Courageous Call on CIM

Yesterday Merrill Ross at Wunderlich put out a sell opinion, even though she was potentially angering the largest player in her stock sector.  You simply don’t see that among equity analysts.

Hold, maybe.

But an outright sell?  Never.

Long time MoM readers know that I had doubts about the non-Agency business model Chimera was pursuing.  Specifically, by selling off the front end cash flows of the MBS bonds they bought in the marketplace, they were setting themselves up to earn a (non-cash) profit only to the extent that the back end cash flows were worth more each quarter, at least until the front end bonds were paid off.

The big risk was that losses on foreclosures would be higher than estimated, which would slow down the payoff on the front end bonds, and leave less to pay the shareholders once the front end bonds paid off.  In the worst case, it was even possible that the front end bonds never paid off, leaving the shareholders owning nothing.

I was never that pessimistic, and I certainly expected that most of the front end bonds would be paid, though the speed with which they were paid was highly dependent on the pace of foreclosures and sales.  Neither has been very fast.

A true skeptic would say that the servicing banks had no incentive to hurry, since they got to record enormous late fees, and those fees came off the top once the house is foreclosed and sold.  A clever manager at a servicing operation might just let a delinquent borrower slide for a while as long as eventual house sale would more than cover the servicer’s advance payments and fees.  But that would never happen, right?

When Chimera recently announced the delay of their quarterly report, the stock price plunged as investors held their collective breath.  How bad was the bad news?

Then they announced that it wasn’t that bad, and that they weren’t going to restate prior earnings.  They did indicate that some of their holdings may be permanently impaired, but the net effect was small.  We still wait for the accountants to finish their work before we know the results.

Ms. Ross was already pretty courageous when she pointed out that questions about portfolio valuation might redound negatively on CIM’s parent/sponsor, Annaly.  After all, CIM is “externally managed” by FIDAC, a wholly-owned subsidieary of Annaly.  For any asset manager, questions about the valuation of a portfolio under management can have a far bigger negative effect than the change in values alone.  A loss of trust is the issue.

Ross was the only equity mREIT analyst, as far as I know, who pointed out that Annaly might have some risk simply because it’s Annaly people who put the numbers on the Chimera portfolio.

Now, she has “doubled down” by stating that the fundamental business model at Chimera doesn’t work.
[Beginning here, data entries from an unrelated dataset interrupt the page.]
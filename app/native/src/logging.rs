//! Tracing subscriber setup.
//!
//! The filter is taken from `WINGMAN_LOG`, then `RUST_LOG`, then the level
//! passed on the command line. Logs go to stderr so stdout stays free for
//! command output.

use std::sync::OnceLock;

use tracing_subscriber::EnvFilter;
use tracing_subscriber::prelude::*;

/// Environment variable holding a filter directive for Wingman only.
pub const LOG_ENV: &str = "WINGMAN_LOG";

/// Level used when neither the environment nor the CLI sets one.
pub const DEFAULT_LEVEL: &str = "info";

static INITIALIZED: OnceLock<()> = OnceLock::new();

/// Resolve the filter directive to install.
///
/// `None` means logging is switched off.
#[must_use]
pub fn filter_directive(
    level: Option<&str>,
    quiet: bool,
    wingman_log: Option<String>,
    rust_log: Option<String>,
) -> Option<String> {
    if quiet {
        return None;
    }
    let directive = wingman_log
        .filter(|v| !v.trim().is_empty())
        .or_else(|| rust_log.filter(|v| !v.trim().is_empty()))
        .or_else(|| level.map(str::to_string))
        .unwrap_or_else(|| DEFAULT_LEVEL.to_string());
    Some(directive)
}

/// Install the global subscriber. Calling this more than once is a no-op.
pub fn init(level: Option<&str>, quiet: bool) {
    INITIALIZED.get_or_init(|| {
        let Some(directive) =
            filter_directive(level, quiet, std::env::var(LOG_ENV).ok(), std::env::var("RUST_LOG").ok())
        else {
            return;
        };

        let filter = EnvFilter::try_new(&directive).unwrap_or_else(|err| {
            eprintln!("wingman: invalid log filter '{directive}': {err}");
            EnvFilter::new(DEFAULT_LEVEL)
        });

        let _ = tracing_subscriber::registry()
            .with(filter)
            .with(tracing_subscriber::fmt::layer().with_target(false).with_writer(std::io::stderr))
            .try_init();
    });
}

#[cfg(test)]
mod tests {
    use super::*;

    #[test]
    fn test_quiet_disables_logging() {
        assert_eq!(filter_directive(Some("debug"), true, Some("trace".into()), None), None);
    }

    #[test]
    fn test_wingman_log_wins() {
        let directive = filter_directive(Some("warn"), false, Some("debug".into()), Some("trace".into()));
        assert_eq!(directive.as_deref(), Some("debug"));
    }

    #[test]
    fn test_rust_log_before_cli_level() {
        let directive = filter_directive(Some("warn"), false, None, Some("trace".into()));
        assert_eq!(directive.as_deref(), Some("trace"));
    }

    #[test]
    fn test_blank_env_is_ignored() {
        let directive = filter_directive(Some("warn"), false, Some("  ".into()), None);
        assert_eq!(directive.as_deref(), Some("warn"));
    }

    #[test]
    fn test_default_level() {
        assert_eq!(filter_directive(None, false, None, None).as_deref(), Some(DEFAULT_LEVEL));
    }

    #[test]
    fn test_init_twice_is_noop() {
        init(Some("error"), false);
        init(Some("trace"), false);
    }
}
// ============================================================================
// Tests
// ============================================================================

#[cfg(test)]
mod tests {
    use super::*;

    fn frame() -> Rect { Rect::from_xywh(100, 100, 800, 600) }

    #[test]
    fn test_side_by_side_monitors_touch() {
        let surface = MemorySurface::side_by_side(2, 1920, 1080);
        let monitors = surface.monitors();
        assert_eq!(monitors.len(), 2);
        assert_eq!(monitors[0].rect.right, monitors[1].rect.left);
        assert_eq!(monitors[1].id, 2);
    }

    #[test]
    fn test_open_focuses_and_stacks_on_top() {
        let surface = MemorySurface::single(1920, 1080);
        let a = surface.open(WindowSpec::new("a", frame()));
        let b = surface.open(WindowSpec::new("b", frame()));

        assert_eq!(surface.foreground_window(), Some(b));
        assert_eq!(surface.window_ids(), vec![b, a]);
    }

    #[test]
    fn test_shadow_separates_raw_rect_from_frame() {
        let surface = MemorySurface::single(1920, 1080);
        let id = surface.open(WindowSpec::new("a", frame()).shadow(Insets::shadow(7)));

        let raw = surface.window_rect(id).unwrap();
        let bounds = surface.frame_bounds(id).unwrap();
        assert_eq!(bounds, frame());
        assert_eq!(raw.left, bounds.left - 7);
        assert_eq!(raw.right, bounds.right + 7);
        assert_eq!(raw.top, bounds.top);
    }

    #[test]
    fn test_move_honours_window_minimum_width() {
        let surface = MemorySurface::single(1920, 1080);
        let id = surface.open(WindowSpec::new("a", frame()).min_width(600));

        surface.move_window(id, Rect::from_xywh(0, 0, 300, 300)).unwrap();
        assert_eq!(surface.frame_bounds(id).unwrap().width(), 600);
    }

    #[test]
    fn test_minimize_and_restore_round_trip() {
        let surface = MemorySurface::single(1920, 1080);
        let id = surface.open(WindowSpec::new("a", frame()));

        surface.set_display_state(id, DisplayState::Minimized).unwrap();
        assert!(!surface.is_visible(id));
        assert_eq!(surface.foreground_window(), None);

        surface.set_display_state(id, DisplayState::Normal).unwrap();
        assert!(surface.is_visible(id));
        assert_eq!(surface.frame_of(id), Some(frame()));
    }

    #[test]
    fn test_maximize_fills_work_area() {
        let surface = MemorySurface::single(1920, 1080);
        let id = surface.open(WindowSpec::new("a", frame()).shadow(Insets::shadow(7)));

        surface.set_display_state(id, DisplayState::Maximized).unwrap();
        assert_eq!(surface.frame_of(id), Some(Rect::new(0, 0, 1920, 1080)));

        surface.set_display_state(id, DisplayState::Normal).unwrap();
        assert_eq!(surface.frame_of(id), Some(frame()));
    }

    #[test]
    fn test_move_while_minimized_updates_restore_rect() {
        let surface = MemorySurface::single(1920, 1080);
        let id = surface.open(WindowSpec::new("a", frame()));

        surface.set_display_state(id, DisplayState::Minimized).unwrap();
        surface.move_window(id, Rect::from_xywh(0, 0, 500, 500)).unwrap();
        assert_eq!(surface.state_of(id), Some(DisplayState::Minimized));

        surface.set_display_state(id, DisplayState::Normal).unwrap();
        assert_eq!(surface.frame_of(id), Some(Rect::from_xywh(0, 0, 500, 500)));
    }

    #[test]
    fn test_closed_window_reports_gone() {
        let surface = MemorySurface::single(1920, 1080);
        let id = surface.open(WindowSpec::new("a", frame()));

        assert!(surface.close(id));
        assert!(!surface.close(id));
        assert_eq!(surface.window_rect(id), Err(TilingError::SurfaceGone(id)));
    }

    #[test]
    fn test_decoration_lifecycle() {
        let surface = MemorySurface::single(1920, 1080);
        let id = surface.open(WindowSpec::new("a", frame()));

        let deco = surface.create_decoration(id, frame()).unwrap();
        surface.move_decoration(deco, Rect::from_xywh(0, 0, 10, 10));
        assert_eq!(surface.decoration_of(id), Some(Rect::from_xywh(0, 0, 10, 10)));

        surface.destroy_decoration(deco);
        assert_eq!(surface.decoration_count(), 0);
    }

    #[test]
    fn test_monitor_from_rect_prefers_largest_overlap() {
        let surface = MemorySurface::side_by_side(2, 1920, 1080);
        assert_eq!(surface.monitor_from_rect(Rect::new(1800, 0, 2400, 500)), Some(2));
        assert_eq!(surface.monitor_from_rect(MINIMIZED_RECT), None);
    }
}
Key points in yesterday’s report:

What are the loss assumptions on credit-sensitive assets? CIM has said that it accretes discount on a loss-adjusted basis, but has never disclosed the magnitude of loss reserves. Neither has the company disclosed the amount of discount that is not accretable because it has been pledged in financing transactions. We believe market participants have the right to examine this information in order to make informed investment decisions.

No OTTI, no change in discount accretion. Contrary to what the market seems to believe, we believe CIM did not dodge a bullet when the accounting change did not trigger any change to the valuation of its bonds, because it gained no flexibility to change its loss assumptions that govern discount accretion. Because CIM appears to have no choice but to continue to overpay the dividend, we wonder if the next step will be to de-REIT. At least, if the company overpays taxes, it can generate tax benefits.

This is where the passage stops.